- Exercise aim
Find the word "seconds" in the listing below, then return every line it appears in.

- Records for the exercise
==================================================
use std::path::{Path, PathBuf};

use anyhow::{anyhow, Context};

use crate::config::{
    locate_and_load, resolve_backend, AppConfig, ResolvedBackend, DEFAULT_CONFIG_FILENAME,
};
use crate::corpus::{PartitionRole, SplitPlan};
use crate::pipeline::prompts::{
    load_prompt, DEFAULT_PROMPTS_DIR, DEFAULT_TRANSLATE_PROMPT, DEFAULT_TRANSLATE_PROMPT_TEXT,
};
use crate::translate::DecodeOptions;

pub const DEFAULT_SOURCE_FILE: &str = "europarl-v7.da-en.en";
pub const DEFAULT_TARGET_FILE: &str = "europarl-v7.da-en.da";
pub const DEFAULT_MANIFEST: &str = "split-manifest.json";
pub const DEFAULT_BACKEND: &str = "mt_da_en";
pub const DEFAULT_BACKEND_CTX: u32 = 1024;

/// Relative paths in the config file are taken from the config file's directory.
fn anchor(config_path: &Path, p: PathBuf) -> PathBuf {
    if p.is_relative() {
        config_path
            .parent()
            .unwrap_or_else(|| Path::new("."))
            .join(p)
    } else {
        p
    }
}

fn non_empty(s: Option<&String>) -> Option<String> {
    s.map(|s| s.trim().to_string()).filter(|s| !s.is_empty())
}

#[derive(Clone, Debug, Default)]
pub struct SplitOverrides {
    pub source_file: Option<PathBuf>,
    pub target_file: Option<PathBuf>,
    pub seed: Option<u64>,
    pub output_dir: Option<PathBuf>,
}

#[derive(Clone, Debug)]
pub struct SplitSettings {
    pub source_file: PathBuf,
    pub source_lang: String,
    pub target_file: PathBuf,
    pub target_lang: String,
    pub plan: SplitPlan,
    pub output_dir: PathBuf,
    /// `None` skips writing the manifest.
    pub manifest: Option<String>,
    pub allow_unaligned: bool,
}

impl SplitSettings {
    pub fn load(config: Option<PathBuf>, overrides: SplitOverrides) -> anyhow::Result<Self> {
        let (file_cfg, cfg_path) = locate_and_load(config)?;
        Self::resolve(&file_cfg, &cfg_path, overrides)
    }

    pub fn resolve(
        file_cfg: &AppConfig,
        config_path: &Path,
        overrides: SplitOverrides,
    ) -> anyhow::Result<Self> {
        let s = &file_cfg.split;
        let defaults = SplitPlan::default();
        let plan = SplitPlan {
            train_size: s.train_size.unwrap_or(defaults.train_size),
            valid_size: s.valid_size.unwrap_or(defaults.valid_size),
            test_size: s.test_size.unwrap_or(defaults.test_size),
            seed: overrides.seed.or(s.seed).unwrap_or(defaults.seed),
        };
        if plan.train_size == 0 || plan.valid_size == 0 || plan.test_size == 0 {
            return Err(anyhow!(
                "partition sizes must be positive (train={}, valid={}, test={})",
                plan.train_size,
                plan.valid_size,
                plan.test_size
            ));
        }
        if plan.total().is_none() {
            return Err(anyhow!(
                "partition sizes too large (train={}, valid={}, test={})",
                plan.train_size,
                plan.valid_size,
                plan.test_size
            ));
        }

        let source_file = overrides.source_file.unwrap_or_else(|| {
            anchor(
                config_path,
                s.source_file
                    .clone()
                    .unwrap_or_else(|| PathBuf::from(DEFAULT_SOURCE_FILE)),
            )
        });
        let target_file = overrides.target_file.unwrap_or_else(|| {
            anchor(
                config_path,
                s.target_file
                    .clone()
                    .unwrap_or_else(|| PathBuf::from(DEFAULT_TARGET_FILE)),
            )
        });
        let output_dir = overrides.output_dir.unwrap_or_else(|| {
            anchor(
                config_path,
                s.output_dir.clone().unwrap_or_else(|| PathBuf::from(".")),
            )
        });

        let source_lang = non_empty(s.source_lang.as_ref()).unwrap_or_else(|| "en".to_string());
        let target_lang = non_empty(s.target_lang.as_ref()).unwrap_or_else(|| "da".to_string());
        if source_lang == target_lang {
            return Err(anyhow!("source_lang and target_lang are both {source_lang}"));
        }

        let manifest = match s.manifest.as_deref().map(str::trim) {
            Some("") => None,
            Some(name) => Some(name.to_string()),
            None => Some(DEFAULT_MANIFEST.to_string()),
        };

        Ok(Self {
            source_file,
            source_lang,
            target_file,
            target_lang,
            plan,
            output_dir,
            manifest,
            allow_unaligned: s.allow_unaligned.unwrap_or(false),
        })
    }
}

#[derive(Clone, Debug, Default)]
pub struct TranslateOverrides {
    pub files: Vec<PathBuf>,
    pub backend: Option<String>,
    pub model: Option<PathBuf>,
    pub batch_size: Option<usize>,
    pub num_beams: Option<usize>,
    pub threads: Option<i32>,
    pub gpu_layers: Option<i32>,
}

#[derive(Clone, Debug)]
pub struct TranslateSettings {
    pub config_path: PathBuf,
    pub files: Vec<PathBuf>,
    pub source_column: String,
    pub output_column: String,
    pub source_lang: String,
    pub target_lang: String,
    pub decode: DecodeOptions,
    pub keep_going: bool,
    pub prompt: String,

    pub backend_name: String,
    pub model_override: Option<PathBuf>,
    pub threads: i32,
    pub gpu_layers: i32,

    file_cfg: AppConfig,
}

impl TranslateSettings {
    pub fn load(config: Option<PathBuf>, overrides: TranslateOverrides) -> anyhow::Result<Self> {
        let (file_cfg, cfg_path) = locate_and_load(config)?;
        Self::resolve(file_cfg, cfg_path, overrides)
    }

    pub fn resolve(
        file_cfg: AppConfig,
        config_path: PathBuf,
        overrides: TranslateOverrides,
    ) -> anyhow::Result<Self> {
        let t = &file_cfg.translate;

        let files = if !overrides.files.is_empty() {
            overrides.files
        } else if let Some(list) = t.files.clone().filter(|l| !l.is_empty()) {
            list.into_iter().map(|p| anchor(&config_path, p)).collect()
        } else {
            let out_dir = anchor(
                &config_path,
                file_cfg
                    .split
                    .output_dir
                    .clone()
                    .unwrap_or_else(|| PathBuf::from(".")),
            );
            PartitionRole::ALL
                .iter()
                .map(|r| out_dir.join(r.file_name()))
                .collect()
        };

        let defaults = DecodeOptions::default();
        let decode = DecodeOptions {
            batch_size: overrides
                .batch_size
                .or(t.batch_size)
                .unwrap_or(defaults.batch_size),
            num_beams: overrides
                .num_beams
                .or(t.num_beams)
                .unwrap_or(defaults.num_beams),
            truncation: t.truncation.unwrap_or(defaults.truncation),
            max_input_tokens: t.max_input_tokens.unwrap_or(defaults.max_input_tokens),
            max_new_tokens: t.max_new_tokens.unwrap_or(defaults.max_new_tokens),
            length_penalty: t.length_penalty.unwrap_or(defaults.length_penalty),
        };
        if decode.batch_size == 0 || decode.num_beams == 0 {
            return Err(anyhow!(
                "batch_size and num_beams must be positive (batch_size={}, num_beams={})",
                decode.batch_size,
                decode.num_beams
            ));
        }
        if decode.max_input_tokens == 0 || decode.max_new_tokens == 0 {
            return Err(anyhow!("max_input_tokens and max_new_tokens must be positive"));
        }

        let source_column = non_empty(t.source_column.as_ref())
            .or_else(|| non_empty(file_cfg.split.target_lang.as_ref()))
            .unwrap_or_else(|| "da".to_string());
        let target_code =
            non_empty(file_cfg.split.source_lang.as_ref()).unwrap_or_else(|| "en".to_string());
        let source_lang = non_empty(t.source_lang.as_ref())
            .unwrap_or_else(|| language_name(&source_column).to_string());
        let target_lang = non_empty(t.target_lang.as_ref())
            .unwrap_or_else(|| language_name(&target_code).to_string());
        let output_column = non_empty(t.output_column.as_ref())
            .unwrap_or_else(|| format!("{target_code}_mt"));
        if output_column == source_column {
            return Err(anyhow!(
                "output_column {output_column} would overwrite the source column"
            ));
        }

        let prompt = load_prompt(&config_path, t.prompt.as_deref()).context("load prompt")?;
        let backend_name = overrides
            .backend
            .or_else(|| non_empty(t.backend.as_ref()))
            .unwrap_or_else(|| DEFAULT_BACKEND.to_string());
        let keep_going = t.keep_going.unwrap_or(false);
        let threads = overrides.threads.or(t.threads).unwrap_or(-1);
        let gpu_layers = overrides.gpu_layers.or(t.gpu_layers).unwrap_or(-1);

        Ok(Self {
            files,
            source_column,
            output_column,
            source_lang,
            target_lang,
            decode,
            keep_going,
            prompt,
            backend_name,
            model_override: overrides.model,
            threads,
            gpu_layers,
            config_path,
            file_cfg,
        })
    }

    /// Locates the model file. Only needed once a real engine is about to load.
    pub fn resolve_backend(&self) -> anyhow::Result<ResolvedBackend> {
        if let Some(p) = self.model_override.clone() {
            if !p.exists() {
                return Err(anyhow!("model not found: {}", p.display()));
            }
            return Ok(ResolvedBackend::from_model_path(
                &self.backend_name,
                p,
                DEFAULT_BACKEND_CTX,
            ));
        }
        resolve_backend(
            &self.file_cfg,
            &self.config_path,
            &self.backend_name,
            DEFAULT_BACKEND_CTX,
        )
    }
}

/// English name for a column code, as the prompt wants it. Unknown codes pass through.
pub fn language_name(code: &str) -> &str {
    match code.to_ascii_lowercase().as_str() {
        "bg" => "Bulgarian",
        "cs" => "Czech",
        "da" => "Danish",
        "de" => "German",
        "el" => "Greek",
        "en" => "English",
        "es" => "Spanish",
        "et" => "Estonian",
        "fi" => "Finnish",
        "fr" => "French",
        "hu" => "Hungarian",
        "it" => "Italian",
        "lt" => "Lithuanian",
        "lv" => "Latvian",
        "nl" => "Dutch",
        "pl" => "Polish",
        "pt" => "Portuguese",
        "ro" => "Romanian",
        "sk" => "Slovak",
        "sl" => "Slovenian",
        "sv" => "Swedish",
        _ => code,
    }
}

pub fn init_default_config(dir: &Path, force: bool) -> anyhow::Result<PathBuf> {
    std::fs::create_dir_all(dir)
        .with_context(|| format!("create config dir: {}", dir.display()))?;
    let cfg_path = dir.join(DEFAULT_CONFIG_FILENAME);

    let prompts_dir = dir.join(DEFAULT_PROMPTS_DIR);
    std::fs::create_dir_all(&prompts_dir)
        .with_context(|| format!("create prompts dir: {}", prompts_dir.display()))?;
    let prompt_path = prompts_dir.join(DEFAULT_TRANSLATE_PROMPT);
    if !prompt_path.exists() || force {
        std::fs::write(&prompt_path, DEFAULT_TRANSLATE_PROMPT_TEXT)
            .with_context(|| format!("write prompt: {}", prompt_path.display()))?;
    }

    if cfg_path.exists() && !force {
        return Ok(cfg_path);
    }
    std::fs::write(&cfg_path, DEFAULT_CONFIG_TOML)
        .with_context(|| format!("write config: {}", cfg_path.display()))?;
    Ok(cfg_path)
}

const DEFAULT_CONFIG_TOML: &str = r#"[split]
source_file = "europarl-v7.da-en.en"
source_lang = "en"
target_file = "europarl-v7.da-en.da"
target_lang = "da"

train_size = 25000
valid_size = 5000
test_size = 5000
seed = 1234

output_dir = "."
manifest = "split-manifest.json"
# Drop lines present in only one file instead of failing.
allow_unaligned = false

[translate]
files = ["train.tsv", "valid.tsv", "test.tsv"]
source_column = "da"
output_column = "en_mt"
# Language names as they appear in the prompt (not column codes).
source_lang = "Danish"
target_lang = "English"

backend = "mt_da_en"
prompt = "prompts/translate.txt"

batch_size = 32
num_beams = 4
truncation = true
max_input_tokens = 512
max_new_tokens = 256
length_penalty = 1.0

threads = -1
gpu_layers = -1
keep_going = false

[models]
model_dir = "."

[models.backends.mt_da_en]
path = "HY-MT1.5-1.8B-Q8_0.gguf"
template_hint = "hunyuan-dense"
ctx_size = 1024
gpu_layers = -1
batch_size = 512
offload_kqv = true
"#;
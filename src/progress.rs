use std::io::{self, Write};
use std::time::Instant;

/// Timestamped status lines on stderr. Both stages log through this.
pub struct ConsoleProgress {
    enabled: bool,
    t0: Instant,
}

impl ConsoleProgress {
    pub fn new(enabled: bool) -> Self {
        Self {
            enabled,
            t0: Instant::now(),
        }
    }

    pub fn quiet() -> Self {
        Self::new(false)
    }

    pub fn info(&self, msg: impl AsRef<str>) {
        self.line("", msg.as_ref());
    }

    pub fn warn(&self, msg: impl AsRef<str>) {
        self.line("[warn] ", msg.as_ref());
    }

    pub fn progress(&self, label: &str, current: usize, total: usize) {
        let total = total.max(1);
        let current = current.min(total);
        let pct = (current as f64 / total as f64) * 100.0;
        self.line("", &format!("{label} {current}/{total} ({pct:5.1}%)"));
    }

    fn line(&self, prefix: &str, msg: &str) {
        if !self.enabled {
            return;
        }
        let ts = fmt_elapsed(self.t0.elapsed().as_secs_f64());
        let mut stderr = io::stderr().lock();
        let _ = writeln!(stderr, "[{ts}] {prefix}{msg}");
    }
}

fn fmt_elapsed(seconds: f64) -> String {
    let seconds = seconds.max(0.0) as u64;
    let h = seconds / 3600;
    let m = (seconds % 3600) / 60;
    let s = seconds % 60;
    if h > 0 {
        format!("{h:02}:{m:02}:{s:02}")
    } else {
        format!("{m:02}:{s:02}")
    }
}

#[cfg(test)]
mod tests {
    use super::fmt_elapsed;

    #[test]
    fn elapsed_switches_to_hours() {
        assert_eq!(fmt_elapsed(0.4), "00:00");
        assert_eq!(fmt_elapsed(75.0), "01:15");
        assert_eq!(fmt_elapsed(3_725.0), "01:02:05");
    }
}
==================================================
- Result below
fn fmt_elapsed(seconds: f64) -> String {
    let seconds = seconds.max(0.0) as u64;
    let h = seconds / 3600;
    let m = (seconds % 3600) / 60;
    let s = seconds % 60;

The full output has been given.